//! N-up composition
//!
//! This module orchestrates the composition process:
//! 1. Load the source document (with the parse-leniency ladder)
//! 2. Resolve every source page's geometry
//! 3. Plan the output sheets (placements + fit transforms)
//! 4. Draw each planned sheet into a new document and serialize it

mod io;
mod load;

pub use io::{load_pdf, read_working_document, save_pdf, serialize};
pub use load::{Leniency, PARSE_LADDER, load_document};

use crate::layout::plan_sheets;
use crate::options::NupOptions;
use crate::render::{PageBox, page_box, render_sheet};
use crate::types::*;
use lopdf::{Dictionary, Document, Object, ObjectId};
use std::collections::HashMap;

/// Compose source PDF bytes into N-up output bytes.
///
/// Either a complete document is returned or an error; partial output is
/// never produced.
pub async fn compose(bytes: impl Into<Vec<u8>>, options: &NupOptions) -> Result<Vec<u8>> {
    options.validate()?;

    let bytes = bytes.into();
    let options = *options;

    tokio::task::spawn_blocking(move || compose_bytes(&bytes, &options)).await?
}

/// Synchronous version of [`compose`]
pub fn compose_bytes(bytes: &[u8], options: &NupOptions) -> Result<Vec<u8>> {
    let source = load_document(bytes)?;
    let mut output = compose_document(&source, options)?;
    let out = serialize(&mut output)?;

    log::info!(
        "Composed {} source bytes into {} output bytes ({}, {}, {})",
        bytes.len(),
        out.len(),
        options.layout,
        options.spacing,
        options.orientation
    );
    Ok(out)
}

/// Compose a loaded source document into a new N-up document
pub fn compose_document(source: &Document, options: &NupOptions) -> Result<Document> {
    options.validate()?;

    let page_ids: Vec<ObjectId> = source.get_pages().values().copied().collect();
    let boxes = source_page_boxes(source, &page_ids)?;
    let sizes: Vec<(f32, f32)> = boxes.iter().map(PageBox::size).collect();

    let sheets = plan_sheets(&sizes, options)?;
    log::debug!(
        "Planned {} sheet(s) for {} source page(s)",
        sheets.len(),
        page_ids.len()
    );

    let mut output = Document::with_version("1.7");
    let pages_tree_id = output.new_object_id();
    let mut page_refs = Vec::with_capacity(sheets.len());
    let mut cache: HashMap<ObjectId, ObjectId> = HashMap::new();

    for sheet in &sheets {
        let page_id = render_sheet(
            &mut output,
            source,
            &page_ids,
            &boxes,
            sheet,
            pages_tree_id,
            &mut cache,
        )?;
        log::debug!("Drew sheet {} with {} page(s)", sheet.index + 1, sheet.slots.len());
        page_refs.push(Object::Reference(page_id));
    }

    // Create pages tree
    let count = page_refs.len() as i64;
    let pages_dict = Dictionary::from_iter(vec![
        ("Type", Object::Name(b"Pages".to_vec())),
        ("Kids", Object::Array(page_refs)),
        ("Count", Object::Integer(count)),
    ]);
    output
        .objects
        .insert(pages_tree_id, Object::Dictionary(pages_dict));

    // Create catalog
    let catalog_id = output.add_object(Dictionary::from_iter(vec![
        ("Type", Object::Name(b"Catalog".to_vec())),
        ("Pages", Object::Reference(pages_tree_id)),
    ]));

    output.trailer.set("Root", catalog_id);

    Ok(output)
}

/// Resolve the MediaBox of every source page, in page order
pub fn source_page_boxes(source: &Document, page_ids: &[ObjectId]) -> Result<Vec<PageBox>> {
    page_ids.iter().map(|&id| page_box(source, id)).collect()
}
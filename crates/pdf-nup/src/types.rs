use crate::constants::{
    A3_DIMENSIONS_PT, A4_DIMENSIONS_PT, A5_DIMENSIONS_PT, LEGAL_DIMENSIONS_PT,
    LETTER_DIMENSIONS_PT, REGULAR_MARGIN_FRACTION, SNUG_MARGIN_FRACTION,
    SPACIOUS_MARGIN_FRACTION, TABLOID_DIMENSIONS_PT,
};
use std::fmt;
use std::sync::Arc;
use thiserror::Error;

#[derive(Error, Debug)]
pub enum NupError {
    #[error("PDF error: {0}")]
    Pdf(#[from] lopdf::Error),
    #[error("IO error: {0}")]
    Io(#[from] std::io::Error),
    #[error("Invalid configuration: {0}")]
    Config(String),
    #[error("Task join error: {0}")]
    TaskJoin(#[from] tokio::task::JoinError),
    #[error("Document has no pages")]
    NoPages,
    #[error("Upload rejected: {0}")]
    Upload(#[from] UploadRejection),
    #[error("Unable to parse PDF after {attempts} attempt(s): {source}")]
    Parse {
        attempts: usize,
        #[source]
        source: lopdf::Error,
    },
    #[error("PDF is encrypted")]
    Encrypted,
    #[error("Invalid page geometry{}: {width} x {height} pt", page_number_suffix(.page))]
    InvalidPageGeometry {
        /// 1-based page number, when known
        page: Option<usize>,
        width: f32,
        height: f32,
    },
    #[error("Working storage exhausted: {attempted} bytes exceeds quota of {quota} bytes")]
    StorageExhausted { attempted: usize, quota: usize },
    #[error("Renderer initialization failed: {0}")]
    RendererInit(String),
    #[error("Render failed{}: {message}", page_index_suffix(.page))]
    Render {
        /// 0-based page index, when the failure is tied to one page
        page: Option<usize>,
        message: String,
    },
    #[error("Operation cancelled")]
    Cancelled,
}

impl NupError {
    /// Message suitable for showing to an end user.
    ///
    /// Every error class maps to its own wording and never includes the
    /// underlying library text.
    pub fn user_message(&self) -> String {
        match self {
            NupError::Pdf(_) | NupError::Parse { .. } => {
                "Failed to read PDF. The file may be corrupted.".to_string()
            }
            NupError::Encrypted => {
                "This PDF is password-protected. Remove the password and try again.".to_string()
            }
            NupError::InvalidPageGeometry { .. } => {
                "The PDF contains a page with invalid dimensions.".to_string()
            }
            NupError::NoPages => "PDF has no pages".to_string(),
            NupError::Upload(rejection) => rejection.to_string(),
            NupError::StorageExhausted { attempted, .. } => format!(
                "The document ({}) is too large to keep in working storage.",
                crate::intake::format_file_size(*attempted)
            ),
            NupError::RendererInit(_) => "Failed to load PDF renderer. Please retry.".to_string(),
            NupError::Render { .. } => "Failed to render a preview page.".to_string(),
            NupError::Io(_) | NupError::Config(_) | NupError::TaskJoin(_) | NupError::Cancelled => {
                "Failed to process PDF. Please try again.".to_string()
            }
        }
    }
}

fn page_number_suffix(page: &Option<usize>) -> String {
    page.map(|p| format!(" on page {p}")).unwrap_or_default()
}

fn page_index_suffix(page: &Option<usize>) -> String {
    page.map(|p| format!(" on page {}", p + 1)).unwrap_or_default()
}

/// Reasons an upload is refused before any parsing happens
#[derive(Error, Debug, Clone, PartialEq, Eq)]
pub enum UploadRejection {
    #[error("Please upload a PDF file")]
    NotPdf,
    #[error("File size exceeds {}MB limit", .limit / (1024 * 1024))]
    TooLarge { size: usize, limit: usize },
}

pub type Result<T> = std::result::Result<T, NupError>;

/// Number of source pages tiled onto each output sheet
#[derive(Debug, Clone, Copy, PartialEq, Eq, Hash, Default)]
#[cfg_attr(feature = "serde", derive(serde::Serialize, serde::Deserialize))]
pub enum Layout {
    /// Two pages per sheet
    #[default]
    #[cfg_attr(feature = "serde", serde(rename = "2-up"))]
    TwoUp,
    /// Four pages per sheet in a 2x2 grid
    #[cfg_attr(feature = "serde", serde(rename = "4-up"))]
    FourUp,
}

impl Layout {
    pub fn pages_per_sheet(self) -> usize {
        match self {
            Layout::TwoUp => 2,
            Layout::FourUp => 4,
        }
    }

    pub fn label(self) -> &'static str {
        match self {
            Layout::TwoUp => "2-up",
            Layout::FourUp => "4-up",
        }
    }
}

impl fmt::Display for Layout {
    fn fmt(&self, f: &mut fmt::Formatter<'_>) -> fmt::Result {
        f.write_str(self.label())
    }
}

/// Margin and gap preset, as a fraction of the sheet dimension
#[derive(Debug, Clone, Copy, PartialEq, Eq, Hash, Default)]
#[cfg_attr(feature = "serde", derive(serde::Serialize, serde::Deserialize))]
#[cfg_attr(feature = "serde", serde(rename_all = "lowercase"))]
pub enum Spacing {
    Snug,
    #[default]
    Regular,
    Spacious,
}

impl Spacing {
    pub fn margin_fraction(self) -> f32 {
        match self {
            Spacing::Snug => SNUG_MARGIN_FRACTION,
            Spacing::Regular => REGULAR_MARGIN_FRACTION,
            Spacing::Spacious => SPACIOUS_MARGIN_FRACTION,
        }
    }

    pub fn label(self) -> &'static str {
        match self {
            Spacing::Snug => "snug",
            Spacing::Regular => "regular",
            Spacing::Spacious => "spacious",
        }
    }
}

impl fmt::Display for Spacing {
    fn fmt(&self, f: &mut fmt::Formatter<'_>) -> fmt::Result {
        f.write_str(self.label())
    }
}

/// Output sheet orientation
#[derive(Debug, Clone, Copy, PartialEq, Eq, Hash, Default)]
#[cfg_attr(feature = "serde", derive(serde::Serialize, serde::Deserialize))]
#[cfg_attr(feature = "serde", serde(rename_all = "lowercase"))]
pub enum Orientation {
    /// Landscape: width > height
    #[default]
    Landscape,
    /// Portrait: height > width
    Portrait,
}

impl Orientation {
    pub fn label(self) -> &'static str {
        match self {
            Orientation::Landscape => "landscape",
            Orientation::Portrait => "portrait",
        }
    }
}

impl fmt::Display for Orientation {
    fn fmt(&self, f: &mut fmt::Formatter<'_>) -> fmt::Result {
        f.write_str(self.label())
    }
}

/// Base paper sizes for output sheets, in points
#[derive(Debug, Clone, Copy, PartialEq, Default)]
#[cfg_attr(feature = "serde", derive(serde::Serialize, serde::Deserialize))]
pub enum PaperSize {
    A3,
    A4,
    A5,
    #[default]
    Letter,
    Legal,
    Tabloid,
    Custom { width_pt: f32, height_pt: f32 },
}

impl PaperSize {
    /// Get base dimensions (portrait for the standard sizes)
    pub fn dimensions_pt(self) -> (f32, f32) {
        match self {
            PaperSize::A3 => A3_DIMENSIONS_PT,
            PaperSize::A4 => A4_DIMENSIONS_PT,
            PaperSize::A5 => A5_DIMENSIONS_PT,
            PaperSize::Letter => LETTER_DIMENSIONS_PT,
            PaperSize::Legal => LEGAL_DIMENSIONS_PT,
            PaperSize::Tabloid => TABLOID_DIMENSIONS_PT,
            PaperSize::Custom {
                width_pt,
                height_pt,
            } => {
                // Store custom sizes portrait so orientation transposes consistently
                (width_pt.min(height_pt), width_pt.max(height_pt))
            }
        }
    }

    /// Get dimensions with orientation applied
    pub fn dimensions_with_orientation(self, orientation: Orientation) -> (f32, f32) {
        let (w, h) = self.dimensions_pt();
        match orientation {
            Orientation::Portrait => (w, h),
            Orientation::Landscape => (h, w),
        }
    }
}

/// A rectangle on an output sheet, in points from the bottom-left corner
#[derive(Debug, Clone, Copy, PartialEq)]
#[cfg_attr(feature = "serde", derive(serde::Serialize, serde::Deserialize))]
pub struct Placement {
    pub x: f32,
    pub y: f32,
    pub width: f32,
    pub height: f32,
}

impl Placement {
    pub fn new(x: f32, y: f32, width: f32, height: f32) -> Self {
        Self {
            x,
            y,
            width,
            height,
        }
    }

    pub fn right(&self) -> f32 {
        self.x + self.width
    }

    pub fn top(&self) -> f32 {
        self.y + self.height
    }

    pub fn area(&self) -> f32 {
        self.width * self.height
    }

    /// True when the two rectangles share interior area (touching edges do not count)
    pub fn overlaps(&self, other: &Placement) -> bool {
        self.x < other.right()
            && other.x < self.right()
            && self.y < other.top()
            && other.y < self.top()
    }
}

/// Uniform scale and centering offsets for one page inside one cell
#[derive(Debug, Clone, Copy, PartialEq)]
#[cfg_attr(feature = "serde", derive(serde::Serialize, serde::Deserialize))]
pub struct FitTransform {
    pub scale: f32,
    pub offset_x: f32,
    pub offset_y: f32,
}

impl FitTransform {
    /// Rectangle the scaled page occupies once placed in `cell`
    pub fn drawn_rect(&self, cell: &Placement, page_width: f32, page_height: f32) -> Placement {
        Placement::new(
            cell.x + self.offset_x,
            cell.y + self.offset_y,
            page_width * self.scale,
            page_height * self.scale,
        )
    }
}

/// The uploaded document held between steps
#[derive(Debug, Clone, PartialEq)]
pub struct WorkingDocument {
    pub bytes: Arc<[u8]>,
    pub file_name: String,
    pub page_count: usize,
}

impl WorkingDocument {
    pub fn new(bytes: impl Into<Arc<[u8]>>, file_name: impl Into<String>, page_count: usize) -> Self {
        Self {
            bytes: bytes.into(),
            file_name: file_name.into(),
            page_count,
        }
    }

    pub fn size(&self) -> usize {
        self.bytes.len()
    }
}

/// Statistics about an N-up composition
#[derive(Debug, Clone, PartialEq, Eq)]
#[cfg_attr(feature = "serde", derive(serde::Serialize, serde::Deserialize))]
pub struct NupStatistics {
    pub source_pages: usize,
    pub pages_per_sheet: usize,
    pub output_sheets: usize,
    /// Slots left empty on the final sheet
    pub empty_slots: usize,
}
--*--
In the listing above, please copy exactly the lines from the first through the one that contains "use crate::options::NupOptions;", and no others.

//! N-up composition
//!
//! This module orchestrates the composition process:
//! 1. Load the source document (with the parse-leniency ladder)
//! 2. Resolve every source page's geometry
//! 3. Plan the output sheets (placements + fit transforms)
//! 4. Draw each planned sheet into a new document and serialize it

mod io;
mod load;

pub use io::{load_pdf, read_working_document, save_pdf, serialize};
pub use load::{Leniency, PARSE_LADDER, load_document};

use crate::layout::plan_sheets;
use crate::options::NupOptions;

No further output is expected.